(Supplied records begins)
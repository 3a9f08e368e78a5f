//! Client builder implementation
//!
//! Builds the reqwest client used to talk to the go-ahead service, including
//! the optional CA bundle for TLS verification.

use std::path::{Path, PathBuf};
use std::time::Duration;

use reqwest::{Certificate, Client as ReqwestClient};

use crate::config::{GoAheadConfig, DEFAULT_TIMEOUT, DEFAULT_USER_AGENT};
use crate::error::{InquiryError, Result};
use crate::inquiry::HttpTransport;

/// Builder for the HTTP client behind [`HttpTransport`]
#[derive(Debug, Clone)]
pub struct ClientBuilder {
    /// PEM bundle with the CA certificates to trust
    ca_file: Option<PathBuf>,

    /// Request timeout
    timeout: Option<Duration>,

    /// User agent
    user_agent: Option<String>,
}

impl Default for ClientBuilder {
    fn default() -> Self {
        Self {
            ca_file: None,
            timeout: Some(DEFAULT_TIMEOUT),
            user_agent: Some(DEFAULT_USER_AGENT.to_string()),
        }
    }
}

impl ClientBuilder {
    /// Create a new client builder with default settings
    pub fn new() -> Self {
        Self::default()
    }

    /// Take CA bundle, timeout and user agent from a config
    pub fn from_config(config: &GoAheadConfig) -> Self {
        Self {
            ca_file: config.ca_file.clone(),
            timeout: Some(config.timeout),
            user_agent: Some(config.user_agent.clone()),
        }
    }

    /// Trust the CA certificates in this PEM file in addition to the platform roots
    pub fn ca_file(mut self, path: impl Into<PathBuf>) -> Self {
        self.ca_file = Some(path.into());
        self
    }

    /// Set request timeout
    pub fn timeout(mut self, timeout: Duration) -> Self {
        self.timeout = Some(timeout);
        self
    }

    /// Set user agent
    pub fn user_agent(mut self, user_agent: impl Into<String>) -> Self {
        self.user_agent = Some(user_agent.into());
        self
    }

    /// Build an HTTP client with the configured settings
    pub fn build_http_client(&self) -> Result<ReqwestClient> {
        let mut builder = ReqwestClient::builder();

        if let Some(timeout) = self.timeout {
            builder = builder.timeout(timeout);
        }

        if let Some(ref user_agent) = self.user_agent {
            builder = builder.user_agent(user_agent);
        }

        if let Some(ref path) = self.ca_file {
            for certificate in load_ca_bundle(path)? {
                builder = builder.add_root_certificate(certificate);
            }
        }

        builder
            .build()
            .map_err(|e| InquiryError::configuration(format!("Failed to build HTTP client: {}", e)))
    }

    /// Build the default transport
    pub fn build_transport(&self) -> Result<HttpTransport> {
        Ok(HttpTransport::new(self.build_http_client()?))
    }
}

/// Read every certificate from a PEM bundle
fn load_ca_bundle(path: &Path) -> Result<Vec<Certificate>> {
    let pem = std::fs::read(path).map_err(|e| {
        InquiryError::configuration(format!("Failed to read CA file {}: {}", path.display(), e))
    })?;

    let certificates = Certificate::from_pem_bundle(&pem).map_err(|e| {
        InquiryError::configuration(format!("Invalid CA file {}: {}", path.display(), e))
    })?;

    if certificates.is_empty() {
        return Err(InquiryError::configuration(format!(
            "CA file {} contains no certificates",
            path.display()
        )));
    }

    Ok(certificates)
}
(Supplied records ends)
_To do:_
All lines above that include the word "certificates" should be located and copied.

_Task answer:_
    /// PEM bundle with the CA certificates to trust
    /// Trust the CA certificates in this PEM file in addition to the platform roots
    let certificates = Certificate::from_pem_bundle(&pem).map_err(|e| {
    if certificates.is_empty() {
            "CA file {} contains no certificates",
    Ok(certificates)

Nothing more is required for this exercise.